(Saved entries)
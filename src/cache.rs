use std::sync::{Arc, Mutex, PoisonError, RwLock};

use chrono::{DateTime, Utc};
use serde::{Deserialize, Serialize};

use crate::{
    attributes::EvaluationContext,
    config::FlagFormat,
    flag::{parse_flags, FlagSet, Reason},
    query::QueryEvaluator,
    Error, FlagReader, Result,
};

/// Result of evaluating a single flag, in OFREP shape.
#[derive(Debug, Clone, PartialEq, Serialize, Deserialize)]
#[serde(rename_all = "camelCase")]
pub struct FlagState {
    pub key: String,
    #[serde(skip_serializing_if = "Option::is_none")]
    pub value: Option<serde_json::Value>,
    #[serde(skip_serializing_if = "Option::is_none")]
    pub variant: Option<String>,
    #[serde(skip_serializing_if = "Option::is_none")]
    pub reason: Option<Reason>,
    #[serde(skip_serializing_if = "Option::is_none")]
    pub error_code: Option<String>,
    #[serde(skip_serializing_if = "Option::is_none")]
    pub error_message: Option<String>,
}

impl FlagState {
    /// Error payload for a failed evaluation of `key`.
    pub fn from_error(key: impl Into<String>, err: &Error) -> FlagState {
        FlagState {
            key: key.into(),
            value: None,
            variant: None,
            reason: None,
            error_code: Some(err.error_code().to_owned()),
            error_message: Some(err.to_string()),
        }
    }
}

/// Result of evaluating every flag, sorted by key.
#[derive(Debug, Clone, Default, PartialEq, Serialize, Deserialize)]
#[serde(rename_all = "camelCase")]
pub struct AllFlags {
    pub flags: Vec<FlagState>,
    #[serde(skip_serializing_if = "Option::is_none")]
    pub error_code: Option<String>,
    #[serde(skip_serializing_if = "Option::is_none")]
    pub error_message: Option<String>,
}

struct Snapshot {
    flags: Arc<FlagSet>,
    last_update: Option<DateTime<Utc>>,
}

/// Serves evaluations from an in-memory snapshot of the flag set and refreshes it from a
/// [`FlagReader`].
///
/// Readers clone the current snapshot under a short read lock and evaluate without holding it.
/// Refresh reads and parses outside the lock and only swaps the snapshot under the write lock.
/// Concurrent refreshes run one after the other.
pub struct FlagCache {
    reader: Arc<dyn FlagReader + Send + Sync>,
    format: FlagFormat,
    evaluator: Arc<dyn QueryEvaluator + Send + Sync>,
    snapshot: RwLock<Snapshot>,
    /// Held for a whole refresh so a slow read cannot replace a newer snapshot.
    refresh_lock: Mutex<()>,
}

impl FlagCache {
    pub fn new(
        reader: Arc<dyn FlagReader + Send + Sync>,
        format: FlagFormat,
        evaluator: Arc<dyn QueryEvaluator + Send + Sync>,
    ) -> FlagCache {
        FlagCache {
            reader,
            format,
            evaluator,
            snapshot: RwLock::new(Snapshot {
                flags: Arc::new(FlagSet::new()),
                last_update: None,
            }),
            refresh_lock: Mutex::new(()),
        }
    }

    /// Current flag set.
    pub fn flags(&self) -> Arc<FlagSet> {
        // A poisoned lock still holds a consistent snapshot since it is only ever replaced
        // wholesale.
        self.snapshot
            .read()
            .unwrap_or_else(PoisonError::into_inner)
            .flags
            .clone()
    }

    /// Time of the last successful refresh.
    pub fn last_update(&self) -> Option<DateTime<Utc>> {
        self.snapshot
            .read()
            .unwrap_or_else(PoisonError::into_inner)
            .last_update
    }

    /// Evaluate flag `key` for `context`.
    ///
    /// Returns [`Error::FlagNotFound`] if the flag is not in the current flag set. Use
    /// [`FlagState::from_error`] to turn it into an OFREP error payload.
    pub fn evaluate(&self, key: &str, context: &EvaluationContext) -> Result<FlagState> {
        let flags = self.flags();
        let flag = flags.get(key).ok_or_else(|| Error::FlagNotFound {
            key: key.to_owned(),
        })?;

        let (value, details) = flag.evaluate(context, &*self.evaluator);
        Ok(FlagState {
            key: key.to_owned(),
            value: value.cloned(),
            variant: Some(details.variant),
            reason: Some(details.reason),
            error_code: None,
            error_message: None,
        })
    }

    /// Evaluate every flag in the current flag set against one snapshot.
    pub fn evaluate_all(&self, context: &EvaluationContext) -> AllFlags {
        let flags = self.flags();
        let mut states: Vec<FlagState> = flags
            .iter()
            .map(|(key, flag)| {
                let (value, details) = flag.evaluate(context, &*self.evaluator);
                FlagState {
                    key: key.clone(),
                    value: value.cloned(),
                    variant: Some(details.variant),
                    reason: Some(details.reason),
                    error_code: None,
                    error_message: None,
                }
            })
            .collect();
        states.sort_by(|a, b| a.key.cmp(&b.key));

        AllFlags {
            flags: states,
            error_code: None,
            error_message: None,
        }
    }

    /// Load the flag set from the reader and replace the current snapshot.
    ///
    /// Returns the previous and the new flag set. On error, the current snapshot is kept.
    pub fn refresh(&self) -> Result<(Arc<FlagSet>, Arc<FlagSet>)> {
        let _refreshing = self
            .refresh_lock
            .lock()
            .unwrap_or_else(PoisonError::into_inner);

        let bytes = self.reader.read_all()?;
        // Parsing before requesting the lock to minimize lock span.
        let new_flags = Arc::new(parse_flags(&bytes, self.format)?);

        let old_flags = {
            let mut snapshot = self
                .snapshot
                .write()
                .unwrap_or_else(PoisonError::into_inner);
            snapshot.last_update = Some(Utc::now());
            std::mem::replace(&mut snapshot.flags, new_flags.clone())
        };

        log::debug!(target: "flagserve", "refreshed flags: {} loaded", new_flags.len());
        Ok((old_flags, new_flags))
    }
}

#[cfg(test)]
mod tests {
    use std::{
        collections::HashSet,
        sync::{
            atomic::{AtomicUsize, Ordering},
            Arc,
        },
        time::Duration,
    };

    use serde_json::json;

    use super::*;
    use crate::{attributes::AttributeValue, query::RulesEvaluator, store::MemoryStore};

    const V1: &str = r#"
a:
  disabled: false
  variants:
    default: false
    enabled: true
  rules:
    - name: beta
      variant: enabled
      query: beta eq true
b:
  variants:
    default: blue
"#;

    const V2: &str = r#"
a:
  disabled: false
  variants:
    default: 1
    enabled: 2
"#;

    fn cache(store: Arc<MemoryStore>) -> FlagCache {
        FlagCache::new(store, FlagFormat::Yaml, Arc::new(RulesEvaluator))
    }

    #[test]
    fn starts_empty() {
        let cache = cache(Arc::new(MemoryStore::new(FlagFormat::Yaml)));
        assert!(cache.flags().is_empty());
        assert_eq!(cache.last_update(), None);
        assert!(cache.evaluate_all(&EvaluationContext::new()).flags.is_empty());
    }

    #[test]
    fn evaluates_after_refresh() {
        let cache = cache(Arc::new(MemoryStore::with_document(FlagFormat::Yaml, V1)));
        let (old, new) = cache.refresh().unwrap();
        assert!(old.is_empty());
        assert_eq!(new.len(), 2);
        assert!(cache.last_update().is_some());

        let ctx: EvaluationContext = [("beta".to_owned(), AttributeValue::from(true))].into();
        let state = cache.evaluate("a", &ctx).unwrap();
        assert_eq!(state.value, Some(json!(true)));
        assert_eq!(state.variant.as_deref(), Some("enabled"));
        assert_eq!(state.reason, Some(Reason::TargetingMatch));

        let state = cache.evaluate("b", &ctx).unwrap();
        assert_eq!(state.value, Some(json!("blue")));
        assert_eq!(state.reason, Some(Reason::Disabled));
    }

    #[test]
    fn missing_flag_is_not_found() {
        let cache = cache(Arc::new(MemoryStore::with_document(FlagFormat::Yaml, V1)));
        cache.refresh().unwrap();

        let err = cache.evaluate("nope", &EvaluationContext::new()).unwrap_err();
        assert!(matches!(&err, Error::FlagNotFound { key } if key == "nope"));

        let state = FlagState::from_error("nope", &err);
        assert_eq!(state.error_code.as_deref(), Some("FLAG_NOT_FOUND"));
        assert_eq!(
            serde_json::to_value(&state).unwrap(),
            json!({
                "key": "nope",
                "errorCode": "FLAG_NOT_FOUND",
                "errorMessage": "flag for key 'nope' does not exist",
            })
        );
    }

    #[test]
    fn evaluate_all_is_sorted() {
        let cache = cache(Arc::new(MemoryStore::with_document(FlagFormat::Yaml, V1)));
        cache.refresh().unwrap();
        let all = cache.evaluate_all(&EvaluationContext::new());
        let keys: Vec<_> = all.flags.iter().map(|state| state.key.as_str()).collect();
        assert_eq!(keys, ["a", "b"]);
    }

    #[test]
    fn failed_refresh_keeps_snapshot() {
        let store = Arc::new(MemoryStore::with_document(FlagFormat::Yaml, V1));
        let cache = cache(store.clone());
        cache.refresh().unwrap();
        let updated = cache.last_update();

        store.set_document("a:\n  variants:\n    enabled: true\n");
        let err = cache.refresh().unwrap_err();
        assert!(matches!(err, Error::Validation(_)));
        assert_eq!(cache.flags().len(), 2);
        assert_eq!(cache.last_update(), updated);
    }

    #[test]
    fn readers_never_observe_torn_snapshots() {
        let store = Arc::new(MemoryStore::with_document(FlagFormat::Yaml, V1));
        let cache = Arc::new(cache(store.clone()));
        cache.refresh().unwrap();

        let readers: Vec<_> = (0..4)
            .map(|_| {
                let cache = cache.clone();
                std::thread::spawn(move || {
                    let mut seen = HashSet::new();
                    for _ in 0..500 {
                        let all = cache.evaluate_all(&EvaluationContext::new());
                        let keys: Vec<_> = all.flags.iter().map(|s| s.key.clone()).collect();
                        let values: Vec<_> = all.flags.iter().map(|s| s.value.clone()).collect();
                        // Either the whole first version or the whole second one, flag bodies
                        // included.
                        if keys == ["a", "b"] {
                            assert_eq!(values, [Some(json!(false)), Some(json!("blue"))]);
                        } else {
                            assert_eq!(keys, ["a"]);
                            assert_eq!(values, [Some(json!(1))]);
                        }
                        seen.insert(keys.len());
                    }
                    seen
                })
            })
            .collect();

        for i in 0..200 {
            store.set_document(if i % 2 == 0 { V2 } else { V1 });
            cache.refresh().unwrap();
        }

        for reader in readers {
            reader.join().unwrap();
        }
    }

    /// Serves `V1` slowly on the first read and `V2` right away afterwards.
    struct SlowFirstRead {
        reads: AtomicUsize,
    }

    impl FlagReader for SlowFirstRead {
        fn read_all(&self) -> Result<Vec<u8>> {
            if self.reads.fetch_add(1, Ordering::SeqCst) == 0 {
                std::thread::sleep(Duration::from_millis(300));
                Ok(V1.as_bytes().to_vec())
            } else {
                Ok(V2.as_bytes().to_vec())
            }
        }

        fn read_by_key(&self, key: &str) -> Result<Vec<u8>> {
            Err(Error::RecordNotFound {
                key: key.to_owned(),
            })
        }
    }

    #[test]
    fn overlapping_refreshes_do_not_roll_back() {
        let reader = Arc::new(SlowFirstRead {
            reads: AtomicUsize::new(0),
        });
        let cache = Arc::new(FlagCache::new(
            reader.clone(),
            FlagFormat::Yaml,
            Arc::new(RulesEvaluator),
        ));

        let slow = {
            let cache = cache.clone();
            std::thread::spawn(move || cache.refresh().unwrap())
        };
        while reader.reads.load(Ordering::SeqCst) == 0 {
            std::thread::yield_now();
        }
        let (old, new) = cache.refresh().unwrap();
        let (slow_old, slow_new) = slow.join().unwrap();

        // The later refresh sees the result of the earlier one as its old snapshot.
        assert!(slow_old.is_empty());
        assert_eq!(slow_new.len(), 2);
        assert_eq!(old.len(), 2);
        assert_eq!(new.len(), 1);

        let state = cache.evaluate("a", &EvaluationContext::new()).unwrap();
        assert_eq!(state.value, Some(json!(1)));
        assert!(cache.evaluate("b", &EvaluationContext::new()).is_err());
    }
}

## Exercise directions
Go through the entries. Report every line that contains the word "move".

## Result
                std::thread::spawn(move || {
            std::thread::spawn(move || cache.refresh().unwrap())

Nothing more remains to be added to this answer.